# [WHAT TO DO]
Go through the material below and report how many lines contain "info". Give only the number.

# [TASK INPUT]
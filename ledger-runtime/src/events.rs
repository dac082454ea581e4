//! Event publication.
//!
//! Events emitted during a call are buffered and only published when the
//! call commits; a rollback drops them.

use serde_json::Value;
use std::sync::Arc;
use tokio::sync::{broadcast, Mutex};
use tracing::debug;

use crate::error::Result;

#[derive(Debug, Clone)]
pub struct EventService {
    sender: broadcast::Sender<Value>,
    pending: Arc<Mutex<Vec<Value>>>,
}

impl EventService {
    pub fn new(sender: broadcast::Sender<Value>) -> Self {
        Self {
            sender,
            pending: Arc::new(Mutex::new(Vec::new())),
        }
    }

    pub async fn emit(&self, event: Value) -> Result<()> {
        self.pending.lock().await.push(event);
        Ok(())
    }

    pub async fn transaction_start(&self, _read_only: bool) -> Result<()> {
        self.pending.lock().await.clear();
        Ok(())
    }

    pub async fn transaction_prepare(&self) -> Result<()> {
        Ok(())
    }

    /// Publish buffered events in emission order.
    pub async fn transaction_commit(&self) -> Result<()> {
        let events = std::mem::take(&mut *self.pending.lock().await);
        let count = events.len();
        for event in events {
            // no subscribers is not an error
            let _ = self.sender.send(event);
        }
        if count > 0 {
            debug!(count, "Events published");
        }
        Ok(())
    }

    pub async fn transaction_rollback(&self) -> Result<()> {
        self.pending.lock().await.clear();
        Ok(())
    }

    pub async fn transaction_end(&self) -> Result<()> {
        self.pending.lock().await.clear();
        Ok(())
    }
}
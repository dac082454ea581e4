//! Transaction processors and their execution.
//!
//! Processor implementations are registered with the container by function
//! name. When a business network is loaded, the functions its scripts
//! declare are bound to those implementations, giving a
//! [`CompiledScriptBundle`]. Submitting a transaction runs every bound
//! function that handles its type, one after another, in script order.

use dashmap::DashMap;
use std::sync::Arc;
use tracing::{debug, warn};

use crate::api::Api;
use crate::archive::Script;
use crate::error::{Result, RuntimeError};
use crate::resource::Resource;

/// User transaction logic.
#[async_trait::async_trait]
pub trait TransactionProcessor: Send + Sync {
    async fn process(&self, api: &Api, transaction: &Resource) -> anyhow::Result<()>;
}

/// Processor implementations by function name.
#[derive(Clone, Default)]
pub struct ProcessorTable {
    processors: Arc<DashMap<String, Arc<dyn TransactionProcessor>>>,
}

impl ProcessorTable {
    pub fn new() -> Self {
        Self::default()
    }

    pub fn register(&self, function: &str, processor: Arc<dyn TransactionProcessor>) {
        self.processors.insert(function.to_string(), processor);
    }

    pub fn get(&self, function: &str) -> Option<Arc<dyn TransactionProcessor>> {
        self.processors.get(function).map(|entry| entry.value().clone())
    }

    pub fn len(&self) -> usize {
        self.processors.len()
    }

    pub fn is_empty(&self) -> bool {
        self.processors.is_empty()
    }
}

/// A script function bound to its implementation.
#[derive(Clone)]
pub struct BoundFunction {
    pub script: String,
    pub name: String,
    pub transaction: Option<String>,
    processor: Arc<dyn TransactionProcessor>,
}

impl BoundFunction {
    /// Declared for this transaction type, or undeclared and named `on<Type>`.
    pub fn handles(&self, transaction: &Resource) -> bool {
        match &self.transaction {
            Some(fqn) => *fqn == transaction.fqn(),
            None => self.name == format!("on{}", transaction.type_name),
        }
    }
}

impl std::fmt::Debug for BoundFunction {
    fn fmt(&self, f: &mut std::fmt::Formatter<'_>) -> std::fmt::Result {
        f.debug_struct("BoundFunction")
            .field("script", &self.script)
            .field("name", &self.name)
            .field("transaction", &self.transaction)
            .finish()
    }
}

/// The bound functions of one business network, in discovery order.
#[derive(Debug, Default)]
pub struct CompiledScriptBundle {
    functions: Vec<BoundFunction>,
    unbound: Vec<String>,
}

impl CompiledScriptBundle {
    pub fn compile(scripts: &[Script], table: &ProcessorTable) -> Self {
        let mut bundle = Self::default();
        for script in scripts {
            for function in &script.functions {
                match table.get(&function.name) {
                    Some(processor) => bundle.functions.push(BoundFunction {
                        script: script.identifier.clone(),
                        name: function.name.clone(),
                        transaction: function.transaction.clone(),
                        processor,
                    }),
                    None => {
                        warn!(script = %script.identifier, function = %function.name, "No processor registered for script function");
                        bundle.unbound.push(function.name.clone());
                    }
                }
            }
        }
        debug!(
            bound = bundle.functions.len(),
            unbound = bundle.unbound.len(),
            "Scripts compiled"
        );
        bundle
    }

    pub fn functions(&self) -> &[BoundFunction] {
        &self.functions
    }

    /// Declared functions that had no registered implementation.
    pub fn unbound(&self) -> &[String] {
        &self.unbound
    }

    pub fn functions_for(&self, transaction: &Resource) -> Vec<&BoundFunction> {
        self.functions
            .iter()
            .filter(|f| f.handles(transaction))
            .collect()
    }
}

/// Runs transactions for one kind of script.
#[async_trait::async_trait]
pub trait TransactionExecutor: Send + Sync {
    /// Kind of script this executor handles.
    fn kind(&self) -> &str;

    /// Run every matching function; returns how many ran.
    async fn execute(
        &self,
        api: &Api,
        scripts: &CompiledScriptBundle,
        transaction: &Resource,
    ) -> Result<usize>;
}

/// Executes processors registered in-process.
#[derive(Debug, Default)]
pub struct NativeTransactionExecutor;

#[async_trait::async_trait]
impl TransactionExecutor for NativeTransactionExecutor {
    fn kind(&self) -> &str {
        "native"
    }

    async fn execute(
        &self,
        api: &Api,
        scripts: &CompiledScriptBundle,
        transaction: &Resource,
    ) -> Result<usize> {
        let functions = scripts.functions_for(transaction);
        for function in &functions {
            debug!(
                function = %function.name,
                script = %function.script,
                transaction = %transaction.fqi(),
                "Executing transaction processor"
            );
            function
                .processor
                .process(api, transaction)
                .await
                .map_err(|source| RuntimeError::Processor {
                    function: function.name.clone(),
                    source,
                })?;
        }
        Ok(functions.len())
    }
}
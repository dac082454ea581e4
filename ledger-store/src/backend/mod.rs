//! Storage backend trait and implementations.
//!
//! A backend only supplies primitives. Existence checks, staging and the
//! write queue live in [`DataService`](crate::DataService), so every backend
//! gets the same error semantics and the same single-writer discipline.

pub mod document;
pub mod fs;
pub mod memory;

pub use document::{SledBackend, SledConfig};
pub use fs::FsBackend;
pub use memory::MemoryBackend;

use async_trait::async_trait;
use serde_json::Value;

use crate::action::Action;
use crate::error::{Result, StoreError};

/// Primitive operations a storage backend must provide.
#[async_trait]
pub trait StorageBackend: Send + Sync {
    /// Backend name (e.g. "memory", "sled", "fs")
    fn name(&self) -> &str;

    /// Open the underlying storage handle.
    async fn open(&self) -> Result<()>;

    /// Flush and release the storage handle.
    async fn close(&self) -> Result<()> {
        Ok(())
    }

    /// Whether a collection exists.
    async fn has_collection(&self, id: &str) -> Result<bool>;

    /// Read one object, `None` when absent.
    async fn read_object(&self, collection: &str, id: &str) -> Result<Option<Value>>;

    /// Read every object in a collection as `(id, object)` pairs.
    async fn read_all(&self, collection: &str) -> Result<Vec<(String, Value)>>;

    /// Apply one mutation. Only the write queue calls this.
    ///
    /// Implementations must re-check existence here: the checks done by the
    /// caller before enqueueing are advisory.
    async fn apply(&self, action: &Action) -> Result<()>;

    /// Delete every collection and object.
    async fn remove_all_data(&self) -> Result<()> {
        Err(StoreError::AbstractMethod {
            backend: self.name().to_string(),
            method: "remove_all_data",
        })
    }
}
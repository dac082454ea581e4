use serde_json::Value;

use super::Engine;
use crate::context::Context;
use crate::error::Result;
use crate::identity::DEFAULT_ISSUER;
use crate::resource::Relationship;

impl Engine {
    /// Issue `name` for a participant. The issuer is the caller's issuer.
    pub(super) async fn issue_identity(
        &self,
        context: &mut Context,
        participant: &Relationship,
        name: &str,
    ) -> Result<Value> {
        let issuer = context
            .identity()
            .issuer()
            .unwrap_or(DEFAULT_ISSUER)
            .to_string();
        let record = context
            .identity_manager()?
            .issue(participant, name, &issuer)
            .await?;
        Ok(serde_json::to_value(record)?)
    }

    pub(super) async fn bind_identity(
        &self,
        context: &mut Context,
        participant: &Relationship,
        certificate: &str,
    ) -> Result<Value> {
        let record = context
            .identity_manager()?
            .bind(participant, certificate)
            .await?;
        Ok(serde_json::to_value(record)?)
    }

    pub(super) async fn activate_identity(&self, context: &mut Context) -> Result<Value> {
        let record = context
            .identity_manager()?
            .activate(context.identity())
            .await?;
        Ok(serde_json::to_value(record)?)
    }

    pub(super) async fn revoke_identity(&self, context: &mut Context, identity_id: &str) -> Result<Value> {
        let record = context.identity_manager()?.revoke(identity_id).await?;
        Ok(serde_json::to_value(record)?)
    }
}
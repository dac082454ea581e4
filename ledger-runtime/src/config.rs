//! Configuration for a runtime container.

use ledger_store::SledConfig;
use serde::{Deserialize, Serialize};
use std::path::PathBuf;
use std::time::Duration;

use crate::cache::DEFAULT_CAPACITY;

/// Configuration for a [`Container`](crate::Container).
#[derive(Debug, Clone, Serialize, Deserialize)]
pub struct ContainerConfig {
    /// Container ID
    #[serde(default = "default_container_id")]
    pub container_id: String,
    /// Runtime version reported by `ping`
    #[serde(default = "default_version")]
    pub version: String,
    /// Initial log filter, e.g. "info" or "ledger_runtime=debug"
    #[serde(default = "default_log_level")]
    pub log_level: String,
    /// Apply writes immediately instead of at transaction prepare
    #[serde(default = "default_autocommit")]
    pub autocommit: bool,
    /// Upper bound on one engine call
    #[serde(default)]
    pub call_timeout_ms: Option<u64>,
    /// Business networks kept parsed in memory
    #[serde(default = "default_cache_capacity")]
    pub definition_cache_capacity: usize,
    /// Storage backend
    #[serde(default)]
    pub storage: StorageConfig,
}

fn default_container_id() -> String {
    uuid::Uuid::new_v4().to_string()
}

fn default_version() -> String {
    env!("CARGO_PKG_VERSION").to_string()
}

fn default_log_level() -> String {
    "info".to_string()
}

fn default_autocommit() -> bool {
    true
}

fn default_cache_capacity() -> usize {
    DEFAULT_CAPACITY
}

impl Default for ContainerConfig {
    fn default() -> Self {
        Self {
            container_id: default_container_id(),
            version: default_version(),
            log_level: default_log_level(),
            autocommit: default_autocommit(),
            call_timeout_ms: None,
            definition_cache_capacity: default_cache_capacity(),
            storage: StorageConfig::default(),
        }
    }
}

impl ContainerConfig {
    /// Create a config with a fixed container ID.
    pub fn new(container_id: impl Into<String>) -> Self {
        Self {
            container_id: container_id.into(),
            ..Default::default()
        }
    }

    pub fn with_storage(mut self, storage: StorageConfig) -> Self {
        self.storage = storage;
        self
    }

    pub fn with_autocommit(mut self, autocommit: bool) -> Self {
        self.autocommit = autocommit;
        self
    }

    pub fn with_call_timeout(mut self, timeout: Duration) -> Self {
        self.call_timeout_ms = Some(timeout.as_millis() as u64);
        self
    }

    pub fn call_timeout(&self) -> Option<Duration> {
        self.call_timeout_ms.map(Duration::from_millis)
    }

    /// Load from YAML.
    pub fn from_yaml(yaml: &str) -> Result<Self, serde_yaml::Error> {
        serde_yaml::from_str(yaml)
    }

    /// Serialize to YAML.
    pub fn to_yaml(&self) -> Result<String, serde_yaml::Error> {
        serde_yaml::to_string(self)
    }
}

/// Which storage backend a container uses.
#[derive(Debug, Clone, Default, Serialize, Deserialize)]
#[serde(tag = "backend", rename_all = "lowercase")]
pub enum StorageConfig {
    #[default]
    Memory,
    Sled(SledConfig),
    Filesystem { root: PathBuf },
}

#[cfg(test)]
mod tests {
    use super::*;

    #[test]
    fn test_default_config() {
        let config = ContainerConfig::default();
        assert!(config.autocommit);
        assert_eq!(config.definition_cache_capacity, 8);
        assert!(config.call_timeout().is_none());
        assert!(matches!(config.storage, StorageConfig::Memory));
    }

    #[test]
    fn test_yaml_roundtrip() {
        let config = ContainerConfig::new("test-container")
            .with_autocommit(false)
            .with_call_timeout(Duration::from_secs(5))
            .with_storage(StorageConfig::Filesystem {
                root: PathBuf::from("/var/lib/ledger"),
            });
        let yaml = config.to_yaml().unwrap();
        let parsed = ContainerConfig::from_yaml(&yaml).unwrap();
        assert_eq!(parsed.container_id, "test-container");
        assert!(!parsed.autocommit);
        assert_eq!(parsed.call_timeout(), Some(Duration::from_secs(5)));
        assert!(matches!(parsed.storage, StorageConfig::Filesystem { .. }));
    }

    #[test]
    fn test_partial_yaml_uses_defaults() {
        let parsed = ContainerConfig::from_yaml(
            "container_id: c1\nstorage:\n  backend: sled\n  path: /tmp/ledger.sled\n",
        )
        .unwrap();
        assert_eq!(parsed.log_level, "info");
        match parsed.storage {
            StorageConfig::Sled(sled) => {
                assert_eq!(sled.path, PathBuf::from("/tmp/ledger.sled"));
                assert_eq!(sled.cache_capacity, 64 * 1024 * 1024);
            }
            other => panic!("unexpected storage {other:?}"),
        }
    }
}
//! RegistryManager - creates, finds and removes registries.
//!
//! Every registry has an entry in the `$sysregistries` collection, keyed
//! `{type}:{id}`, and a backing collection with the same ID.

use ledger_store::{DataCollection, DataService};
use tracing::{debug, info};

use crate::error::{Result, RuntimeError};
use crate::model::DeclarationKind;
use crate::registry::{Registry, RegistryRecord, RegistryType};
use crate::serializer::Serializer;

pub const SYSREGISTRIES: &str = "$sysregistries";
/// ID of the implicit transaction registry.
pub const DEFAULT_TRANSACTION_REGISTRY: &str = "default";

#[derive(Debug, Clone)]
pub struct RegistryManager {
    data_service: DataService,
    serializer: Serializer,
    sysregistries: DataCollection,
}

impl RegistryManager {
    pub fn new(data_service: DataService, serializer: Serializer, sysregistries: DataCollection) -> Self {
        Self {
            data_service,
            serializer,
            sysregistries,
        }
    }

    pub fn serializer(&self) -> &Serializer {
        &self.serializer
    }

    /// Every registry of one type, in `$sysregistries` order.
    pub async fn get_all(&self, registry_type: RegistryType) -> Result<Vec<Registry>> {
        let mut registries = Vec::new();
        for record in self.records().await? {
            if record.registry_type == registry_type {
                registries.push(self.open(record).await?);
            }
        }
        Ok(registries)
    }

    /// Every `$sysregistries` entry.
    pub async fn records(&self) -> Result<Vec<RegistryRecord>> {
        self.sysregistries
            .get_all()
            .await?
            .into_iter()
            .map(|object| serde_json::from_value(object).map_err(RuntimeError::from))
            .collect()
    }

    pub async fn get(&self, registry_type: RegistryType, id: &str) -> Result<Registry> {
        let object = self
            .sysregistries
            .get(&registry_type.collection_id(id))
            .await?;
        self.open(serde_json::from_value(object)?).await
    }

    pub async fn exists(&self, registry_type: RegistryType, id: &str) -> Result<bool> {
        Ok(self
            .sysregistries
            .exists(&registry_type.collection_id(id))
            .await?)
    }

    /// Register a registry and create its collection. With `force`, an
    /// existing entry and collection are reused.
    pub async fn add(
        &self,
        registry_type: RegistryType,
        id: &str,
        name: &str,
        force: bool,
    ) -> Result<Registry> {
        let record = RegistryRecord {
            registry_type,
            registry_id: id.to_string(),
            name: name.to_string(),
        };
        let key = record.collection_id();
        self.sysregistries
            .add(&key, serde_json::to_value(&record)?, force)
            .await?;
        let collection = self.data_service.create_collection(&key, force).await?;
        info!(registry = %key, name = %name, "Registry added");
        Ok(Registry::new(record, collection, self.serializer.clone()))
    }

    /// Get the registry, adding it when it does not exist.
    pub async fn ensure(&self, registry_type: RegistryType, id: &str, name: &str) -> Result<Registry> {
        match self.get(registry_type, id).await {
            Ok(registry) => Ok(registry),
            Err(e) if e.is_not_found() => self.add(registry_type, id, name, false).await,
            Err(e) => Err(e),
        }
    }

    /// Delete the backing collection, then the `$sysregistries` entry.
    pub async fn remove(&self, registry_type: RegistryType, id: &str) -> Result<()> {
        let key = registry_type.collection_id(id);
        self.data_service.delete_collection(&key).await?;
        self.sysregistries.remove(&key).await?;
        info!(registry = %key, "Registry removed");
        Ok(())
    }

    /// One registry per concrete asset, participant and transaction type,
    /// named after the type. With `force`, existing registries are reused
    /// without a lookup.
    pub async fn create_defaults(&self, force: bool) -> Result<()> {
        let introspector = self.serializer.introspector();
        let mut created = 0usize;
        for kind in [
            DeclarationKind::Asset,
            DeclarationKind::Participant,
            DeclarationKind::Transaction,
        ] {
            let Some(registry_type) = RegistryType::for_kind(kind) else {
                continue;
            };
            for declaration in introspector.concrete(kind) {
                let fqn = declaration.fqn();
                let name = format!("{} registry for {}", registry_type, fqn);
                if force {
                    self.add(registry_type, &fqn, &name, true).await?;
                } else {
                    self.ensure(registry_type, &fqn, &name).await?;
                }
                created += 1;
            }
        }
        debug!(count = created, force, "Default registries ensured");
        Ok(())
    }

    async fn open(&self, record: RegistryRecord) -> Result<Registry> {
        let collection = self
            .data_service
            .get_collection(&record.collection_id())
            .await?;
        Ok(Registry::new(record, collection, self.serializer.clone()))
    }
}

# [SOLUTION TO THIS EXERCISE]
6